Data entries:

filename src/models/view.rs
use chrono::{DateTime, Utc};
use serde::Serialize;

use super::{Booking, BookingStatus};

// A booking party as embedded in the joined representation. Fields other
// than `id` are empty when the user record no longer exists.
#[derive(Debug, Clone, Serialize, PartialEq)]
pub struct PartySummary {
    pub id: i64,
    pub username: Option<String>,
    pub avatar_url: Option<String>,
    pub email: Option<String>,
    pub first_name: Option<String>,
    pub last_name: Option<String>,
    pub full_name: Option<String>,
}

impl PartySummary {
    pub fn display_name(&self) -> Option<String> {
        self.full_name.clone().or_else(|| self.username.clone())
    }
}

#[derive(Debug, Clone, Serialize, PartialEq)]
pub struct ServiceSummary {
    pub id: i64,
    pub name: Option<String>,
}

#[derive(Debug, Clone, Serialize, PartialEq)]
pub struct BookingView {
    pub id: i64,
    pub client_id: i64,
    pub provider_id: i64,
    pub service_id: i64,
    pub client: PartySummary,
    pub provider: PartySummary,
    pub service: ServiceSummary,
    pub status: BookingStatus,
    pub time_booked: DateTime<Utc>,
    pub created_at: DateTime<Utc>,
    pub updated_at: DateTime<Utc>,
}

#[derive(Debug, Clone, Serialize, PartialEq)]
pub struct SlotView {
    pub booking_id: i64,
    pub service_id: i64,
    pub provider_id: i64,
    pub time_booked: DateTime<Utc>,
    pub status: BookingStatus,
}

impl From<&Booking> for SlotView {
    fn from(b: &Booking) -> Self {
        SlotView {
            booking_id: b.id,
            service_id: b.service_id,
            provider_id: b.provider_id,
            time_booked: b.time_booked,
            status: b.status,
        }
    }
}
use std::sync::Arc;

use async_trait::async_trait;
use axum::extract::{FromRequest, FromRequestParts, Request};
use axum::http::request::Parts;
use axum::Json;
use serde_json::Value;

use crate::errors::AppError;
use crate::models::Payload;
use crate::state::AppState;

pub struct CurrentUser(pub i64);

#[async_trait]
impl FromRequestParts<Arc<AppState>> for CurrentUser {
    type Rejection = AppError;

    async fn from_request_parts(
        parts: &mut Parts,
        state: &Arc<AppState>,
    ) -> Result<Self, Self::Rejection> {
        state.identity.resolve_caller(&parts.headers).map(CurrentUser)
    }
}

// A JSON object body. Malformed JSON is reported in the regular error
// envelope instead of axum's plain-text rejection; `null` counts as `{}`.
pub struct JsonBody(pub Payload);

#[async_trait]
impl<S> FromRequest<S> for JsonBody
where
    S: Send + Sync,
{
    type Rejection = AppError;

    async fn from_request(req: Request, state: &S) -> Result<Self, Self::Rejection> {
        match Json::<Value>::from_request(req, state).await {
            Ok(Json(Value::Object(map))) => Ok(JsonBody(map)),
            Ok(Json(Value::Null)) => Ok(JsonBody(Payload::new())),
            Ok(_) => Err(AppError::InvalidRequest(
                "Request body must be a JSON object".to_string(),
            )),
            Err(rejection) => Err(AppError::InvalidRequest(format!("Invalid JSON: {rejection}"))),
        }
    }
}
impl BookingFilter {
    fn where_clause(&self) -> (String, Vec<Box<dyn ToSql>>) {
        let mut clauses: Vec<String> = vec![];
        let mut params_vec: Vec<Box<dyn ToSql>> = vec![];

        let mut push = |column: &str, value: Box<dyn ToSql>, op: &str| {
            params_vec.push(value);
            clauses.push(format!("{column} {op} ?{}", params_vec.len()));
        };

        if let Some(id) = self.client_id {
            push("b.client_id", Box::new(id), "=");
        }
        if let Some(id) = self.provider_id {
            push("b.provider_id", Box::new(id), "=");
        }
        if let Some(id) = self.service_id {
            push("b.service_id", Box::new(id), "=");
        }
        if let Some(status) = &self.status {
            push("b.status", Box::new(status.clone()), "=");
        }
        if let Some(from) = &self.time_from {
            push("b.time_booked", Box::new(to_db_time(from)), ">=");
        }
        if let Some(to) = &self.time_to {
            push("b.time_booked", Box::new(to_db_time(to)), "<=");
        }

        if !self.status_in.is_empty() {
            let start = params_vec.len();
            let placeholders: Vec<String> = self
                .status_in
                .iter()
                .enumerate()
                .map(|(i, _)| format!("?{}", start + i + 1))
                .collect();
            for status in &self.status_in {
                params_vec.push(Box::new(status.as_str()));
            }
            clauses.push(format!("b.status IN ({})", placeholders.join(", ")));
        }

        if clauses.is_empty() {
            (String::new(), params_vec)
        } else {
            (format!("WHERE {}", clauses.join(" AND ")), params_vec)
        }
    }
}

// Earliest first; id breaks ties between bookings for the same instant.
const ORDER_BY: &str = "ORDER BY b.time_booked ASC, b.id ASC";

pub fn create_booking(
    conn: &Connection,
    draft: &BookingDraft,
    now: DateTime<Utc>,
) -> anyhow::Result<Booking> {
    let now_str = to_db_time(&now);

    conn.execute(
        "INSERT INTO bookings (client_id, service_id, provider_id, status, time_booked, created_at, updated_at)
         VALUES (?1, ?2, ?3, ?4, ?5, ?6, ?7)",
        params![
            draft.client_id,
            draft.service_id,
            draft.provider_id,
            draft.status.as_str(),
            to_db_time(&draft.time_booked),
            now_str,
            now_str,
        ],
    )?;

    get_booking(conn, conn.last_insert_rowid())?
        .ok_or_else(|| anyhow!("booking vanished after insert"))
}

pub fn get_booking(conn: &Connection, id: i64) -> anyhow::Result<Option<Booking>> {
    let result = conn
        .query_row(
            &format!("SELECT {BOOKING_COLUMNS} FROM bookings b WHERE b.id = ?1"),
            params![id],
            |row| Ok(parse_booking_row(row)),
        )
        .optional()?;

    result.transpose()
}

// Writes status, time and updated_at. Returns false if the row is gone.
pub fn update_booking(conn: &Connection, booking: &Booking) -> anyhow::Result<bool> {
    let count = conn.execute(
        "UPDATE bookings SET status = ?1, time_booked = ?2, updated_at = ?3 WHERE id = ?4",
        params![
            booking.status.as_str(),
            to_db_time(&booking.time_booked),
            to_db_time(&booking.updated_at),
            booking.id,
        ],
    )?;
    Ok(count > 0)
}

pub fn delete_booking(conn: &Connection, id: i64) -> anyhow::Result<bool> {
    let count = conn.execute("DELETE FROM bookings WHERE id = ?1", params![id])?;
    Ok(count > 0)
}

pub fn count_bookings(conn: &Connection, filter: &BookingFilter) -> anyhow::Result<u64> {
    let (where_sql, params_vec) = filter.where_clause();
    let params_refs: Vec<&dyn ToSql> = params_vec.iter().map(|p| p.as_ref()).collect();

    let count: i64 = conn.query_row(
        &format!("SELECT COUNT(*) FROM bookings b {where_sql}"),
        params_refs.as_slice(),
        |row| row.get(0),
    )?;
    Ok(count as u64)
}

// `window` is `(limit, offset)`; `None` returns every match.
pub fn find_bookings(
    conn: &Connection,
    filter: &BookingFilter,
    window: Option<(i64, i64)>,
) -> anyhow::Result<Vec<Booking>> {
    let (where_sql, params_vec) = filter.where_clause();
    let sql = format!(
        "SELECT {BOOKING_COLUMNS} FROM bookings b {where_sql} {ORDER_BY} {}",
        limit_clause(window)
    );

    let mut stmt = conn.prepare(&sql)?;
    let params_refs: Vec<&dyn ToSql> = params_vec.iter().map(|p| p.as_ref()).collect();
    let rows = stmt.query_map(params_refs.as_slice(), |row| Ok(parse_booking_row(row)))?;

    let mut bookings = vec![];
    for row in rows {
        bookings.push(row??);
    }
    Ok(bookings)
}

pub fn get_booking_view(conn: &Connection, id: i64) -> anyhow::Result<Option<BookingView>> {
    let result = conn
        .query_row(
            &format!("SELECT {VIEW_COLUMNS} {VIEW_JOINS} WHERE b.id = ?1"),
            params![id],
            |row| Ok(parse_view_row(row)),
        )
        .optional()?;

    result.transpose()
}

pub fn find_booking_views(
    conn: &Connection,
    filter: &BookingFilter,
    window: Option<(i64, i64)>,
) -> anyhow::Result<Vec<BookingView>> {
    let (where_sql, params_vec) = filter.where_clause();
    let sql = format!(
        "SELECT {VIEW_COLUMNS} {VIEW_JOINS} {where_sql} {ORDER_BY} {}",
        limit_clause(window)
    );

    let mut stmt = conn.prepare(&sql)?;
    let params_refs: Vec<&dyn ToSql> = params_vec.iter().map(|p| p.as_ref()).collect();
    let rows = stmt.query_map(params_refs.as_slice(), |row| Ok(parse_view_row(row)))?;

    let mut views = vec![];
    for row in rows {
        views.push(row??);
    }
    Ok(views)
}

fn limit_clause(window: Option<(i64, i64)>) -> String {
    match window {
        Some((limit, offset)) => format!("LIMIT {} OFFSET {}", limit.max(0), offset.max(0)),
        None => String::new(),
    }
}

fn parse_booking_row(row: &Row) -> anyhow::Result<Booking> {
    let status_str: String = row.get(4)?;
    let time_booked_str: String = row.get(5)?;
    let created_at_str: String = row.get(6)?;
    let updated_at_str: String = row.get(7)?;

    Ok(Booking {
        id: row.get(0)?,
        client_id: row.get(1)?,
        service_id: row.get(2)?,
        provider_id: row.get(3)?,
        status: BookingStatus::parse(&status_str)
            .ok_or_else(|| anyhow!("unknown booking status in store: {status_str}"))?,
        time_booked: from_db_time(&time_booked_str)?,
        created_at: from_db_time(&created_at_str)?,
        updated_at: from_db_time(&updated_at_str)?,
    })
}

fn parse_party(row: &Row, id: i64, offset: usize) -> anyhow::Result<PartySummary> {
    let username: Option<String> = row.get(offset)?;
    let avatar_url: Option<String> = row.get(offset + 1)?;
    let email: Option<String> = row.get(offset + 2)?;
    let first_name: Option<String> = row.get(offset + 3)?;
    let last_name: Option<String> = row.get(offset + 4)?;

    let full_name = match (&first_name, &last_name) {
        (Some(first), Some(last)) => Some(format!("{first} {last}")),
        _ => None,
    };

    Ok(PartySummary {
        id,
        username,
        avatar_url,
        email,
        first_name,
        last_name,
        full_name,
    })
}

fn parse_view_row(row: &Row) -> anyhow::Result<BookingView> {
    let booking = parse_booking_row(row)?;
    let client = parse_party(row, booking.client_id, 8)?;
    let provider = parse_party(row, booking.provider_id, 13)?;
    let service_name: Option<String> = row.get(18)?;

    Ok(BookingView {
        id: booking.id,
        client_id: booking.client_id,
        provider_id: booking.provider_id,
        service_id: booking.service_id,
        client,
        provider,
        service: ServiceSummary {
            id: booking.service_id,
            name: service_name,
        },
        status: booking.status,
        time_booked: booking.time_booked,
        created_at: booking.created_at,
        updated_at: booking.updated_at,
    })
}

// ── Catalog ──

pub fn get_service_ref(conn: &Connection, id: i64) -> anyhow::Result<Option<ServiceRef>> {
    let service = conn
        .query_row(
            "SELECT id, user_id, name FROM services WHERE id = ?1",
            params![id],
            |row| {
                Ok(ServiceRef {
                    id: row.get(0)?,
                    user_id: row.get(1)?,
                    name: row.get(2)?,
                })
            },
        )
        .optional()?;
    Ok(service)
}

pub fn create_service(conn: &Connection, service: &NewService) -> anyhow::Result<i64> {
    if !ALLOWED_DURATIONS.contains(&service.duration_minutes) {
        anyhow::bail!(
            "duration {} is not one of {:?} minutes",
            service.duration_minutes,
            ALLOWED_DURATIONS
        );
    }

    conn.execute(
        "INSERT INTO services (user_id, name, duration_minutes, price, description)
         VALUES (?1, ?2, ?3, ?4, ?5)",
        params![
            service.user_id,
            service.name,
            service.duration_minutes,
            service.price,
            service.description,
        ],
    )?;
    Ok(conn.last_insert_rowid())
}

// ── Users ──

pub fn create_user(conn: &Connection, user: &NewUser) -> anyhow::Result<i64> {
    conn.execute(
        "INSERT INTO users (email, username, first_name, last_name) VALUES (?1, ?2, ?3, ?4)",
        params![user.email, user.username, user.first_name, user.last_name],
    )?;
    Ok(conn.last_insert_rowid())
}
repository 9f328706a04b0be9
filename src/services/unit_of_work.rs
use rusqlite::{Connection, Transaction};

use crate::errors::AppError;
use crate::services::notifier::Notice;

// Dropping a unit of work without calling `commit` rolls
// the transaction back and discards the queued notices.
pub struct UnitOfWork<'c> {
    tx: Transaction<'c>,
    outbox: Vec<Notice>,
}

impl<'c> UnitOfWork<'c> {
    pub fn begin(conn: &'c mut Connection) -> Result<Self, AppError> {
        Ok(Self {
            tx: conn.transaction()?,
            outbox: Vec::new(),
        })
    }

    pub fn conn(&self) -> &Connection {
        &self.tx
    }

    pub fn enqueue(&mut self, notices: impl IntoIterator<Item = Notice>) {
        self.outbox.extend(notices);
    }

    pub fn commit(self) -> Result<Vec<Notice>, AppError> {
        let UnitOfWork { tx, outbox } = self;
        tx.commit()?;
        Ok(outbox)
    }
}

#[cfg(test)]
mod tests {
    use super::*;
    use crate::db;

    fn user_count(conn: &Connection) -> i64 {
        conn.query_row("SELECT COUNT(*) FROM users", [], |row| row.get(0))
            .unwrap()
    }

    fn insert_user(conn: &Connection) {
        conn.execute(
            "INSERT INTO users (email, username, first_name, last_name) VALUES ('u@x.test', 'u', 'U', 'U')",
            [],
        )
        .unwrap();
    }

    #[test]
    fn test_commit_persists_and_returns_outbox() {
        let mut conn = db::init_db(":memory:").unwrap();
        let mut uow = UnitOfWork::begin(&mut conn).unwrap();
        insert_user(uow.conn());
        uow.enqueue([Notice {
            to_email: "u@x.test".into(),
            to_name: None,
            subject: "hi".into(),
            text: "hi".into(),
            html: "<p>hi</p>".into(),
        }]);

        let notices = uow.commit().unwrap();
        assert_eq!(notices.len(), 1);
        assert_eq!(user_count(&conn), 1);
    }

    #[test]
    fn test_drop_rolls_back() {
        let mut conn = db::init_db(":memory:").unwrap();
        {
            let mut uow = UnitOfWork::begin(&mut conn).unwrap();
            insert_user(uow.conn());
            uow.enqueue([Notice {
                to_email: "u@x.test".into(),
                to_name: None,
                subject: "hi".into(),
                text: "hi".into(),
                html: "<p>hi</p>".into(),
            }]);
        }
        assert_eq!(user_count(&conn), 0);

        // A fresh unit starts with an empty outbox.
        let uow = UnitOfWork::begin(&mut conn).unwrap();
        assert!(uow.commit().unwrap().is_empty());
    }
}
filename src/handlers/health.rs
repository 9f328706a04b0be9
use axum::Json;

pub async fn health() -> Json<serde_json::Value> {
    Json(serde_json::json!({ "status": "ok" }))
}
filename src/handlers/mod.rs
pub mod bookings;
pub mod extract;
pub mod health;

use std::sync::Arc;

use axum::http::HeaderValue;
use axum::routing::get;
use axum::Router;
use tower_http::cors::{AllowOrigin, Any, CorsLayer};
use tower_http::trace::TraceLayer;

use crate::state::AppState;

pub fn router(state: Arc<AppState>) -> Router {
    let origins: Vec<HeaderValue> = state
        .config
        .cors_origins
        .iter()
        .filter_map(|o| o.parse().ok())
        .collect();

    let cors = CorsLayer::new()
        .allow_origin(AllowOrigin::list(origins))
        .allow_methods(Any)
        .allow_headers(Any);

    Router::new()
        .route("/health", get(health::health))
        .route(
            "/bookings",
            get(bookings::list_bookings).post(bookings::create_booking),
        )
        .route(
            "/bookings/",
            get(bookings::list_bookings).post(bookings::create_booking),
        )
        .route("/bookings/slots", get(bookings::occupied_slots))
        .route(
            "/bookings/:id",
            get(bookings::get_booking)
                .put(bookings::update_booking)
                .patch(bookings::update_booking)
                .delete(bookings::delete_booking),
        )
        .layer(cors)
        .layer(TraceLayer::new_for_http())
        .with_state(state)
}
pub mod mailtrap;

use std::sync::Arc;

use async_trait::async_trait;

#[derive(Debug, Clone, PartialEq)]
pub struct Notice {
    pub to_email: String,
    pub to_name: Option<String>,
    pub subject: String,
    pub text: String,
    pub html: String,
}

#[async_trait]
pub trait Notifier: Send + Sync {
    async fn notify(&self, notice: &Notice) -> anyhow::Result<()>;
}

pub struct DisabledNotifier;

#[async_trait]
impl Notifier for DisabledNotifier {
    async fn notify(&self, notice: &Notice) -> anyhow::Result<()> {
        tracing::debug!(to = %notice.to_email, subject = %notice.subject, "mail disabled, dropping notice");
        Ok(())
    }
}

// Sends `notices` on a detached task. Failures are logged and dropped;
// the caller never observes them.
pub fn dispatch(notifier: Arc<dyn Notifier>, notices: Vec<Notice>) {
    if notices.is_empty() {
        return;
    }

    tokio::spawn(async move {
        for notice in &notices {
            if let Err(e) = notifier.notify(notice).await {
                tracing::warn!(error = %e, to = %notice.to_email, "failed to send notification");
            }
        }
    });
}
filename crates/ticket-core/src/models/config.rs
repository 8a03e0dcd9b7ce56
//! Configuration structures for the receipt pipeline.

use serde::{Deserialize, Serialize};
use std::path::PathBuf;
use std::time::Duration;

/// Main configuration for the ticket pipeline.
#[derive(Debug, Clone, Default, Serialize, Deserialize)]
#[serde(default)]
pub struct TicketConfig {
    /// OCR configuration.
    pub ocr: OcrConfig,

    /// Image preprocessing configuration.
    pub preprocess: PreprocessConfig,

    /// Structured-extraction fallback configuration.
    pub fallback: FallbackConfig,

    /// Spreadsheet persistence configuration.
    pub sheet: SheetConfig,

    /// Retry policy for every external call.
    pub retry: RetryPolicy,
}

/// OCR engine configuration.
#[derive(Debug, Clone, Serialize, Deserialize)]
#[serde(default)]
pub struct OcrConfig {
    /// Language hint passed to the engine.
    pub language: String,

    /// Directory holding `*.traineddata`; the library default when unset.
    pub tessdata_dir: Option<String>,

    /// Seconds to wait for one transcription.
    pub timeout_secs: u64,
}

impl Default for OcrConfig {
    fn default() -> Self {
        Self {
            language: "fra".to_string(),
            tessdata_dir: None,
            timeout_secs: 60,
        }
    }
}

/// Image preprocessing configuration.
#[derive(Debug, Clone, Serialize, Deserialize)]
#[serde(default)]
pub struct PreprocessConfig {
    /// Binarize images before OCR.
    pub enabled: bool,

    /// Maximum image dimension (longer side); larger images are scaled down.
    pub max_image_size: u32,
}

impl Default for PreprocessConfig {
    fn default() -> Self {
        Self {
            enabled: true,
            max_image_size: 3000,
        }
    }
}

/// Language-model fallback configuration.
#[derive(Debug, Clone, Serialize, Deserialize)]
#[serde(default)]
pub struct FallbackConfig {
    /// Start with fallback mode on.
    pub enabled: bool,

    /// Base URL of an OpenAI-compatible API.
    pub base_url: String,

    /// Model name.
    pub model: String,

    /// Environment variable holding the API key.
    pub api_key_env: String,

    /// Sampling temperature.
    pub temperature: f64,

    /// Request timeout in seconds.
    pub timeout_secs: u64,

    /// Transcripts longer than this are truncated before sending.
    pub max_transcript_chars: usize,
}

impl Default for FallbackConfig {
    fn default() -> Self {
        Self {
            enabled: false,
            base_url: "https://api.openai.com/v1".to_string(),
            model: "gpt-3.5-turbo".to_string(),
            api_key_env: "OPENAI_API_KEY".to_string(),
            temperature: 0.0,
            timeout_secs: 60,
            max_transcript_chars: 12_000,
        }
    }
}

/// Spreadsheet persistence configuration.
#[derive(Debug, Clone, Serialize, Deserialize)]
#[serde(default)]
pub struct SheetConfig {
    /// Spreadsheet key. When unset, records go to `ledger_path`.
    pub spreadsheet_id: Option<String>,

    /// Worksheet (tab) name.
    pub worksheet: String,

    /// Base URL of the Sheets API.
    pub base_url: String,

    /// Environment variable holding an OAuth bearer token.
    pub token_env: String,

    /// Request timeout in seconds.
    pub timeout_secs: u64,

    /// Local CSV ledger used when no spreadsheet is configured.
    pub ledger_path: PathBuf,
}

impl Default for SheetConfig {
    fn default() -> Self {
        Self {
            spreadsheet_id: None,
            worksheet: "Sheet1".to_string(),
            base_url: "https://sheets.googleapis.com/v4".to_string(),
            token_env: "GOOGLE_SHEETS_TOKEN".to_string(),
            timeout_secs: 30,
            ledger_path: PathBuf::from("ledger.csv"),
        }
    }
}

/// Bounded retry with exponential delay.
#[derive(Debug, Clone, PartialEq, Serialize, Deserialize)]
#[serde(default)]
pub struct RetryPolicy {
    /// Total attempts including the first one.
    pub max_attempts: u32,

    /// Delay before the first retry in milliseconds.
    pub base_delay_ms: u64,

    /// Multiplier applied to each subsequent delay.
    pub backoff_factor: f64,

    /// Delay cap in milliseconds.
    pub max_delay_ms: u64,
}

impl Default for RetryPolicy {
    fn default() -> Self {
        Self {
            max_attempts: 2,
            base_delay_ms: 500,
            backoff_factor: 2.0,
            max_delay_ms: 5_000,
        }
    }
}

impl RetryPolicy {
    /// A policy that never retries.
    pub fn none() -> Self {
        Self {
            max_attempts: 1,
            ..Self::default()
        }
    }

    /// Delay to wait after failed attempt `attempt` (1-indexed).
    pub fn delay_for(&self, attempt: u32) -> Duration {
        if attempt == 0 {
            return Duration::ZERO;
        }
        let delay_ms =
            self.base_delay_ms as f64 * self.backoff_factor.powi((attempt - 1) as i32);
        Duration::from_millis(delay_ms.min(self.max_delay_ms as f64) as u64)
    }

    /// Whether attempt `attempt` (1-indexed) may be followed by another.
    pub fn should_retry(&self, attempt: u32) -> bool {
        attempt < self.max_attempts.max(1)
    }
}

impl TicketConfig {
    /// Load configuration from a JSON file.
    pub fn from_file(path: &std::path::Path) -> Result<Self, std::io::Error> {
        let content = std::fs::read_to_string(path)?;
        serde_json::from_str(&content).map_err(|e| {
            std::io::Error::new(std::io::ErrorKind::InvalidData, e.to_string())
        })
    }

    /// Save configuration to a JSON file.
    pub fn save(&self, path: &std::path::Path) -> Result<(), std::io::Error> {
        let content = serde_json::to_string_pretty(self).map_err(|e| {
            std::io::Error::new(std::io::ErrorKind::InvalidData, e.to_string())
        })?;
        std::fs::write(path, content)
    }
}

#[cfg(test)]
mod tests {
    use super::*;
    use pretty_assertions::assert_eq;

    #[test]
    fn test_partial_config_uses_defaults() {
        let config: TicketConfig =
            serde_json::from_str(r#"{"fallback": {"enabled": true}}"#).unwrap();
        assert!(config.fallback.enabled);
        assert_eq!(config.fallback.model, "gpt-3.5-turbo");
        assert_eq!(config.ocr.language, "fra");
        assert_eq!(config.retry.max_attempts, 2);
    }

    #[test]
    fn test_retry_delays_grow_and_cap() {
        let policy = RetryPolicy {
            max_attempts: 5,
            base_delay_ms: 100,
            backoff_factor: 2.0,
            max_delay_ms: 300,
        };
        assert_eq!(policy.delay_for(1), Duration::from_millis(100));
        assert_eq!(policy.delay_for(2), Duration::from_millis(200));
        assert_eq!(policy.delay_for(3), Duration::from_millis(300));
        assert_eq!(policy.delay_for(8), Duration::from_millis(300));
    }

    #[test]
    fn test_default_policy_retries_once() {
        let policy = RetryPolicy::default();
        assert!(policy.should_retry(1));
        assert!(!policy.should_retry(2));
        assert!(!RetryPolicy::none().should_retry(1));
    }

    #[test]
    fn test_save_and_load() {
        let dir = tempfile::tempdir().unwrap();
        let path = dir.path().join("config.json");

        let mut config = TicketConfig::default();
        config.sheet.spreadsheet_id = Some("abc".to_string());
        config.save(&path).unwrap();

        let loaded = TicketConfig::from_file(&path).unwrap();
        assert_eq!(loaded.sheet.spreadsheet_id.as_deref(), Some("abc"));
    }
}
//! Config command - manage configuration.

use std::fs;
use std::path::{Path, PathBuf};

use clap::{Args, Subcommand};
use console::style;

use ticket_core::TicketConfig;

use super::{config_path, load_config};

/// Arguments for the config command.
#[derive(Args)]
pub struct ConfigArgs {
    #[command(subcommand)]
    command: ConfigCommand,
}

#[derive(Subcommand)]
enum ConfigCommand {
    /// Show current configuration
    Show,

    /// Initialize a new configuration file
    Init(InitArgs),

    /// Get a specific configuration value
    Get {
        /// Configuration key (e.g., "fallback.model")
        key: String,
    },

    /// Set a configuration value
    Set {
        /// Configuration key
        key: String,
        /// New value
        value: String,
    },

    /// Show configuration file path
    Path,
}

#[derive(Args)]
struct InitArgs {
    /// Output path for configuration file
    #[arg(short, long)]
    output: Option<PathBuf>,

    /// Overwrite existing file
    #[arg(long)]
    force: bool,
}

pub fn run(args: ConfigArgs, config: Option<&str>) -> anyhow::Result<()> {
    let path = config_path(config);
    match args.command {
        ConfigCommand::Show => show_config(&path),
        ConfigCommand::Init(init_args) => init_config(init_args, path),
        ConfigCommand::Get { key } => get_config(&path, &key),
        ConfigCommand::Set { key, value } => set_config(&path, &key, &value),
        ConfigCommand::Path => show_path(&path),
    }
}

fn show_config(path: &Path) -> anyhow::Result<()> {
    if !path.exists() {
        println!(
            "{} No config file found, showing defaults.",
            style("ℹ").blue()
        );
    }
    let config = load_config(path)?;
    println!("{}", serde_json::to_string_pretty(&config)?);
    Ok(())
}

fn init_config(args: InitArgs, default_path: PathBuf) -> anyhow::Result<()> {
    let output_path = args.output.unwrap_or(default_path);

    if output_path.exists() && !args.force {
        anyhow::bail!(
            "Config file already exists at {}. Use --force to overwrite.",
            output_path.display()
        );
    }

    if let Some(parent) = output_path.parent() {
        fs::create_dir_all(parent)?;
    }

    TicketConfig::default().save(&output_path)?;

    println!(
        "{} Created configuration file at {}",
        style("✓").green(),
        output_path.display()
    );

    Ok(())
}

fn get_config(path: &Path, key: &str) -> anyhow::Result<()> {
    let json = serde_json::to_value(load_config(path)?)?;

    let mut current = &json;
    for part in key.split('.') {
        current = current
            .get(part)
            .ok_or_else(|| anyhow::anyhow!("Configuration key not found: {}", key))?;
    }

    println!("{}", serde_json::to_string_pretty(current)?);
    Ok(())
}

fn set_config(path: &Path, key: &str, value: &str) -> anyhow::Result<()> {
    let config = load_config(path)?;

    let parsed_value: serde_json::Value = serde_json::from_str(value)
        .unwrap_or_else(|_| serde_json::Value::String(value.to_string()));

    let mut json = serde_json::to_value(&config)?;
    set_key(&mut json, key, parsed_value.clone())?;

    let config: TicketConfig = serde_json::from_value(json)
        .map_err(|e| anyhow::anyhow!("Invalid value for {}: {}", key, e))?;

    if let Some(parent) = path.parent() {
        fs::create_dir_all(parent)?;
    }
    config.save(path)?;

    println!(
        "{} Set {} = {}",
        style("✓").green(),
        key,
        serde_json::to_string(&parsed_value)?
    );

    Ok(())
}

/// Replace an existing key of a nested JSON object.
fn set_key(json: &mut serde_json::Value, key: &str, value: serde_json::Value) -> anyhow::Result<()> {
    let (parents, last) = match key.rsplit_once('.') {
        Some((parents, last)) => (Some(parents), last),
        None => (None, key),
    };

    let mut current = json;
    for part in parents.into_iter().flat_map(|p| p.split('.')) {
        current = current
            .get_mut(part)
            .ok_or_else(|| anyhow::anyhow!("Configuration path not found: {}", key))?;
    }

    let obj = current
        .as_object_mut()
        .ok_or_else(|| anyhow::anyhow!("Cannot set value at non-object path"))?;
    if !obj.contains_key(last) {
        anyhow::bail!("Configuration key not found: {}", key);
    }
    obj.insert(last.to_string(), value);
    Ok(())
}

fn show_path(path: &Path) -> anyhow::Result<()> {
    println!("Configuration file: {}", path.display());

    if path.exists() {
        println!("Status: {}", style("exists").green());
    } else {
        println!("Status: {}", style("not created").yellow());
        println!();
        println!("Run 'ticket config init' to create a configuration file.");
    }

    Ok(())
}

◆ WHAT THE TASK ASKS ◆
Your answer must be the lines from the one with "fn show_path(path: &Path)" through the last line of the data, repeated exactly and with nothing else.

◆ EXPECTED OUTPUT ◆
fn show_path(path: &Path) -> anyhow::Result<()> {
    println!("Configuration file: {}", path.display());

    if path.exists() {
        println!("Status: {}", style("exists").green());
    } else {
        println!("Status: {}", style("not created").yellow());
        println!();
        println!("Run 'ticket config init' to create a configuration file.");
    }

    Ok(())
}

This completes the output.